Павел Стовбчатый - Зона глазами очевидца
«Что ж, возможно, его уже запустили на биржу, а не в жилзону, — подумалось мне. — Так даже проще и гораздо удобнее… Утром он снимется вместе с ночниками и как ни в чем не бывало войдет в зону».
Да, именно так я тогда подумал, не имея ещё никаких дурных предчувствий относительно Санькиной задержки, но, наоборот, с нетерпением ожидая выхода на наш в полном смысле музыкальный развод.
На всякий случай я даже прихватил Санькину пайку и сахарок, всё честь по чести, но, конечно же, понимая, что с воли он вряд ли вернётся голодным и, скорее всего, непременно припрёт ещё что-то и мне.
Выйдя на рабочий объект, я скорым шагом заспешил к нашей с Санькой деревянной будчонке-теплячку, в которой мы обитали. Увы, окошко будки было совсем темным, а из трубы не струился и малейший дымок. Мне стало ясно, что Серого там ночью не было.
Итак, его «отпуск» перевалил на четвертые сутки, и мне не осталось ничего другого, как снова ждать и гадать, но теперь уже до конца долгой двенадцатичасовой смены.
Снимались с биржи мы обычно около девяти вечера, но работу бросали примерно за час-полтора до съема, чтобы немного обогреться, обсушиться и просто отдохнуть. Наши мастера и офицеры в это время давно грелись по кабинетам и бытовкам, будучи хорошо осведомленными о местонахождении хозяина, то бишь Тюкина, и его физическом состоянии…
Тюкин, как я говорил, нет-нет да и делал внезапные набеги на биржу и гонял там всех подряд, включая и офицеров.
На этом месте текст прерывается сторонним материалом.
//! Sequences provider calls for one [`Command`] and folds the outcome into a
//! single [`ResponseEnvelope`].
//!
//! Steps run strictly in order under one deadline. The first failure ends the
//! command; nothing is retried, so a failed resolution never reaches dispatch.

use std::sync::Arc;
use std::time::Duration;

use crate::ci_provider::{CiProvider, RunSummary, WorkflowSummary};
use crate::command::{Command, ShortcutCommand, WorkflowRef, DEFAULT_GIT_REF};
use crate::envelope::{EnvelopeKind, EnvelopeLine, ResponseEnvelope, RunClassification};
use crate::error::DispatchError;
use crate::workflow_resolver::resolve_workflow;

pub const STATUS_RUN_LIMIT: usize = 5;
pub const DEFAULT_COMMAND_TIMEOUT: Duration = Duration::from_secs(30);
const LOG_ARCHIVE_ATTEMPT: u32 = 1;
const RUN_TIMESTAMP_FORMAT: &str = "%Y-%m-%d %H:%M:%S";

#[derive(Debug, Clone, Copy, PartialEq, Eq)]
enum ExecutionStep {
    ListWorkflows,
    ResolveWorkflow,
    Dispatch,
    ListRuns,
    FetchLogs,
}

impl ExecutionStep {
    fn failure_label(self) -> &'static str {
        match self {
            Self::ListWorkflows | Self::ResolveWorkflow => "Error listing workflows",
            Self::Dispatch => "Error running workflow",
            Self::ListRuns => "Error listing workflow runs",
            Self::FetchLogs => "Error getting logs",
        }
    }
}

#[derive(Debug)]
struct StepFailure {
    step: Option<ExecutionStep>,
    error: DispatchError,
}

trait StepResultExt<T> {
    fn at_step(self, step: ExecutionStep) -> Result<T, StepFailure>;
}

impl<T, E> StepResultExt<T> for Result<T, E>
where
    E: Into<DispatchError>,
{
    fn at_step(self, step: ExecutionStep) -> Result<T, StepFailure> {
        self.map_err(|error| StepFailure {
            step: Some(step),
            error: error.into(),
        })
    }
}

#[derive(Clone)]
/// Executes commands against a shared, read-only provider handle.
pub struct OperationExecutor {
    provider: Arc<dyn CiProvider>,
    command_timeout: Duration,
}

impl OperationExecutor {
    pub fn new(provider: Arc<dyn CiProvider>) -> Self {
        Self {
            provider,
            command_timeout: DEFAULT_COMMAND_TIMEOUT,
        }
    }

    pub fn with_command_timeout(mut self, command_timeout: Duration) -> Self {
        self.command_timeout = command_timeout.max(Duration::from_millis(1));
        self
    }

    /// Runs `command` to completion. Failures become an `Error`-kind envelope.
    pub async fn execute(&self, command: &Command) -> ResponseEnvelope {
        let steps = self.run_steps(command);
        let outcome = match tokio::time::timeout(self.command_timeout, steps).await {
            Ok(outcome) => outcome,
            Err(_) => Err(StepFailure {
                step: None,
                error: DispatchError::Provider {
                    message: format!(
                        "command timed out after {} ms",
                        self.command_timeout.as_millis()
                    ),
                    timeout: true,
                },
            }),
        };
        match outcome {
            Ok(envelope) => {
                tracing::info!(
                    command = command.kind_label(),
                    owner = command.owner(),
                    repo = command.repo(),
                    "command completed"
                );
                envelope
            }
            Err(failure) => {
                tracing::warn!(
                    command = command.kind_label(),
                    owner = command.owner(),
                    repo = command.repo(),
                    step = ?failure.step,
                    timeout = failure.error.is_timeout(),
                    error = %failure.error,
                    "command failed"
                );
                failure_envelope(&failure)
            }
        }
    }

    async fn run_steps(&self, command: &Command) -> Result<ResponseEnvelope, StepFailure> {
        match command {
            Command::ListWorkflows { owner, repo } => self.list_workflows(owner, repo).await,
            Command::RunWorkflow {
                owner,
                repo,
                workflow,
                git_ref,
            } => self.run_workflow(owner, repo, workflow, git_ref).await,
            Command::Status {
                owner,
                repo,
                workflow,
            } => self.status(owner, repo, workflow.as_ref()).await,
            Command::Logs {
                owner,
                repo,
                run_id,
            } => self.logs(owner, repo, *run_id).await,
            Command::ShortcutRun {
                owner,
                repo,
                shortcut,
            } => self.shortcut_run(owner, repo, *shortcut).await,
        }
    }

    async fn list_workflows(
        &self,
        owner: &str,
        repo: &str,
    ) -> Result<ResponseEnvelope, StepFailure> {
        let workflows = self
            .provider
            .list_workflows(owner, repo)
            .await
            .at_step(ExecutionStep::ListWorkflows)?;
        let mut envelope =
            ResponseEnvelope::new(EnvelopeKind::Success, format!("Workflows in {owner}/{repo}"));
        if workflows.is_empty() {
            envelope = envelope.with_description("No workflows found.");
        }
        for workflow in &workflows {
            envelope = envelope.with_line(EnvelopeLine::new(
                workflow.name.as_str(),
                format!("ID: {}\nState: {}", workflow.id, workflow.state),
            ));
        }
        Ok(envelope)
    }

    async fn resolve(
        &self,
        owner: &str,
        repo: &str,
        workflow: &WorkflowRef,
    ) -> Result<WorkflowSummary, StepFailure> {
        resolve_workflow(self.provider.as_ref(), owner, repo, workflow)
            .await
            .at_step(ExecutionStep::ResolveWorkflow)
    }

    async fn dispatch(
        &self,
        owner: &str,
        repo: &str,
        workflow: &WorkflowSummary,
        git_ref: &str,
    ) -> Result<(), StepFailure> {
        self.provider
            .dispatch_workflow(owner, repo, workflow.id, git_ref)
            .await
            .at_step(ExecutionStep::Dispatch)?;
        tracing::info!(
            owner,
            repo,
            workflow_id = workflow.id,
            git_ref,
            "workflow dispatched"
        );
        Ok(())
    }

    async fn run_workflow(
        &self,
        owner: &str,
        repo: &str,
        workflow: &WorkflowRef,
        git_ref: &str,
    ) -> Result<ResponseEnvelope, StepFailure> {
        let git_ref = if git_ref.trim().is_empty() {
            DEFAULT_GIT_REF
        } else {
            git_ref
        };
        let resolved = self.resolve(owner, repo, workflow).await?;
        self.dispatch(owner, repo, &resolved, git_ref).await?;
        let target = match workflow {
            WorkflowRef::ById(id) => id.to_string(),
            WorkflowRef::ByNameFragment(_) => format!("'{}'", resolved.name),
        };
        Ok(
            ResponseEnvelope::new(EnvelopeKind::Success, "Workflow Started").with_description(
                format!("Workflow {target} in {owner}/{repo} has been triggered on `{git_ref}`"),
            ),
        )
    }

    async fn status(
        &self,
        owner: &str,
        repo: &str,
        workflow: Option<&WorkflowRef>,
    ) -> Result<ResponseEnvelope, StepFailure> {
        let workflow_id = match workflow {
            None => None,
            Some(WorkflowRef::ById(id)) => Some(*id),
            Some(reference) => Some(self.resolve(owner, repo, reference).await?.id),
        };
        let runs = self
            .provider
            .list_runs(owner, repo, workflow_id)
            .await
            .at_step(ExecutionStep::ListRuns)?;
        let mut envelope = ResponseEnvelope::new(
            EnvelopeKind::Info,
            format!("Recent Workflow Runs - {owner}/{repo}"),
        );
        if runs.is_empty() {
            envelope = envelope.with_description("No workflow runs found.");
        }
        for run in runs.iter().take(STATUS_RUN_LIMIT) {
            envelope = envelope.with_line(run_line(run));
        }
        Ok(envelope)
    }

    async fn logs(
        &self,
        owner: &str,
        repo: &str,
        run_id: i64,
    ) -> Result<ResponseEnvelope, StepFailure> {
        // The archive location is fetched to confirm the run exists; its content is not rendered.
        let _archive_url = self
            .provider
            .workflow_run_logs_url(owner, repo, run_id, LOG_ARCHIVE_ATTEMPT)
            .await
            .at_step(ExecutionStep::FetchLogs)?;
        Ok(ResponseEnvelope::new(EnvelopeKind::Info, "Workflow Logs")
            .with_description(format!("Logs for run {run_id} in {owner}/{repo}")))
    }

    async fn shortcut_run(
        &self,
        owner: &str,
        repo: &str,
        shortcut: ShortcutCommand,
    ) -> Result<ResponseEnvelope, StepFailure> {
        let resolved = self.resolve(owner, repo, &shortcut.workflow_ref()).await?;
        self.dispatch(owner, repo, &resolved, DEFAULT_GIT_REF).await?;
        Ok(ResponseEnvelope::new(
            EnvelopeKind::Success,
            format!("Workflow Started: {}", resolved.name),
        )
        .with_description(format!(
            "Workflow '{}' in {owner}/{repo} has been triggered",
            resolved.name
        )))
    }
}

fn run_line(run: &RunSummary) -> EnvelopeLine {
    let classification = RunClassification::classify(&run.status, run.conclusion.as_deref());
    let heading = if run.name.trim().is_empty() {
        format!("Run {}", run.id)
    } else {
        run.name.clone()
    };
    EnvelopeLine::new(
        heading,
        format!(
            "Status: {}\nRun ID: {}\nCreated: {}",
            run.status,
            run.id,
            run.created_at.format(RUN_TIMESTAMP_FORMAT)
        ),
    )
    .classified(classification)
}

fn failure_envelope(failure: &StepFailure) -> ResponseEnvelope {
    let message = match (&failure.error, failure.step) {
        (DispatchError::Usage(_), _)
        | (DispatchError::WorkflowNotFound { .. }, _)
        | (_, None) => failure.error.to_string(),
        (error, Some(step)) => format!("{}: {error}", step.failure_label()),
    };
    ResponseEnvelope::error("Error", message)
}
Попадаться ему на глаза после того, как он принял дозу горячительного, считалось делом гибельным…
Часов около семи вечера, когда небольшая часть бригад уже вышла из зоны на биржу по шестичасовому разводу, ко мне в будку неожиданно заскочил мой давний знакомый Толя Бочкарев, Боча, которого я не видел недели две, а то и более.
— Здор-рова, Пашок, и привет председателю! — дурашливо, следуя своей старой привычке, поздоровался он со мной прямо с порога и, стряхнув ноги от снега, подскочил к раскаленной печке.
— Здорово, аферист! — с усмешкой поздоровался с ним и я, одним только тоном намекая на возможную некую нужду, пригнавшую его ко мне. Толяша был большой любитель поиграть в картишки на деньги и потому частенько попадал в очень сложные лагерные ситуации. Он исправно и в срок платил все свои долги, но давалось это ему весьма тяжело и нервозно…
— Да нет, Паша, не угадал… — мгновенно расшифровал он мой тон и добавил: — Завязал я с игрой, завязал наглухо.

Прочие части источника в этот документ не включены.